*** PROVIDED RECORDS Section Begins ***
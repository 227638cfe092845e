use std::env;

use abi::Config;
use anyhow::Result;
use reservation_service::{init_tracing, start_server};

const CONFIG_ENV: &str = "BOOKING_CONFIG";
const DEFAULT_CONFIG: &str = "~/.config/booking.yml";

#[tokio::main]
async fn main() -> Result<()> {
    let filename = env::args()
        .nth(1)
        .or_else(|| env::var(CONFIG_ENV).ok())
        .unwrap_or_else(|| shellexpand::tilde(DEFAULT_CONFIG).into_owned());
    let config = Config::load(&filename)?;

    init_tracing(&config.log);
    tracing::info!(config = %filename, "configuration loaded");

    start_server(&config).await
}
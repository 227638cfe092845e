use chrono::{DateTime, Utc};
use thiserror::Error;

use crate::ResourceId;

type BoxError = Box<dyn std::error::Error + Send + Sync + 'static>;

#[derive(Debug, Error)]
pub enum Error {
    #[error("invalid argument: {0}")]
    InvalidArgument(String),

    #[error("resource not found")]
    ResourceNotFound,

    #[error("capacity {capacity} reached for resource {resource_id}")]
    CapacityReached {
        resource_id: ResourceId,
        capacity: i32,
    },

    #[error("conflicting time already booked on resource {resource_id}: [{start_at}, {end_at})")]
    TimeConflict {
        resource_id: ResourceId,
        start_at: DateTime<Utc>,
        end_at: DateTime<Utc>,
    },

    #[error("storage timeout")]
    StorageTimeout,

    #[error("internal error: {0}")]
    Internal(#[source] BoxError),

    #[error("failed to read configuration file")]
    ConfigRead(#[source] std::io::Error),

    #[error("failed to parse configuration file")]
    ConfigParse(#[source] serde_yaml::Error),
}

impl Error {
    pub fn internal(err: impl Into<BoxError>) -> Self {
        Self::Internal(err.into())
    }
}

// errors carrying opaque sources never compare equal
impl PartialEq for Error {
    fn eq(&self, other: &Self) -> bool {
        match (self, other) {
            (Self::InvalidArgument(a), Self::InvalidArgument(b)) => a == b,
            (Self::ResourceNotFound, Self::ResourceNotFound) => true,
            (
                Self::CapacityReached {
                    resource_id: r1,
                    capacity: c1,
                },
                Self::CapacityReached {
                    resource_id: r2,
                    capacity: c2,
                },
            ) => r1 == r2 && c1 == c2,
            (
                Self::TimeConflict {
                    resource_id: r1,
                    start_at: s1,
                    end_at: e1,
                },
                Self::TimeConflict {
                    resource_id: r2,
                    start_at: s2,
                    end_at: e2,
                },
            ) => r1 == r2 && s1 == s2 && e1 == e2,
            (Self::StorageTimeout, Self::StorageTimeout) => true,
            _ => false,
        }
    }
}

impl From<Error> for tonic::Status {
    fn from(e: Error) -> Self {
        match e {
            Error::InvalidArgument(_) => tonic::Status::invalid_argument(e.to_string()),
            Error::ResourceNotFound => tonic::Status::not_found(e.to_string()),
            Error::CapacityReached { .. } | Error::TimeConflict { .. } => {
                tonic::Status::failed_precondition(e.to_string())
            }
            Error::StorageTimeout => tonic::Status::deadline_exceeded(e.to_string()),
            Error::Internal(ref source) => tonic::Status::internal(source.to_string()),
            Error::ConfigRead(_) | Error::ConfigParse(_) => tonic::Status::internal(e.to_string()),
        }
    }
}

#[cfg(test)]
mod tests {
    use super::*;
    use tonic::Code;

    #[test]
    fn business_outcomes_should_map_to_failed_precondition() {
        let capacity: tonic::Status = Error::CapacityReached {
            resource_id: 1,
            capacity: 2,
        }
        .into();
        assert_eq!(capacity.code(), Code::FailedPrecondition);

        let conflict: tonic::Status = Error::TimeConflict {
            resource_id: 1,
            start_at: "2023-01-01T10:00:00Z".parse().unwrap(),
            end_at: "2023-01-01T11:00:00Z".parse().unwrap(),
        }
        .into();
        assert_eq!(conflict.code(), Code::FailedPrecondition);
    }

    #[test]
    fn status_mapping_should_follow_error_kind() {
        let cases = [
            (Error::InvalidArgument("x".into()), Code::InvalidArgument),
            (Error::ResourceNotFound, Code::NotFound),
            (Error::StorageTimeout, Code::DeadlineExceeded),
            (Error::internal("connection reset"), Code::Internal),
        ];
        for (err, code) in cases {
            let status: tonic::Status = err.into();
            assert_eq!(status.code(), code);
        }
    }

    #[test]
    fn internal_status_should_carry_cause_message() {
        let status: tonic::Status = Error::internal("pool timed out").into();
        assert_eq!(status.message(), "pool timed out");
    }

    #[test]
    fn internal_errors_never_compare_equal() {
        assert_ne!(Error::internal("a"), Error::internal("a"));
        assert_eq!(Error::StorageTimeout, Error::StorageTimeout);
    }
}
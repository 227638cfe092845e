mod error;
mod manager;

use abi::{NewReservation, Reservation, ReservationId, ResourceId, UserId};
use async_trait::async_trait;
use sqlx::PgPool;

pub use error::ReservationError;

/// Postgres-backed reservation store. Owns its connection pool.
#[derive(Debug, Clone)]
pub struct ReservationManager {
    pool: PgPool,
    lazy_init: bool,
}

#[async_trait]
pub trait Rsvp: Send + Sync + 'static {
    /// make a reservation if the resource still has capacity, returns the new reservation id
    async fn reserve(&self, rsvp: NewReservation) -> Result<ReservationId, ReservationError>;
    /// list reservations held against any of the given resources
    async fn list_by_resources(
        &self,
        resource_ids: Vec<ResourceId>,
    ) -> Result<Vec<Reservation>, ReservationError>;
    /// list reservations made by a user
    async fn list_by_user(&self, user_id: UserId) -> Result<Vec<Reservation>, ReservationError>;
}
*** PROVIDED RECORDS Section Ends ***
## WORK REQUEST
Note each line of the entries that has "Send" in it, and copy those lines.

## OUTPUT
type BoxError = Box<dyn std::error::Error + Send + Sync + 'static>;
pub trait Rsvp: Send + Sync + 'static {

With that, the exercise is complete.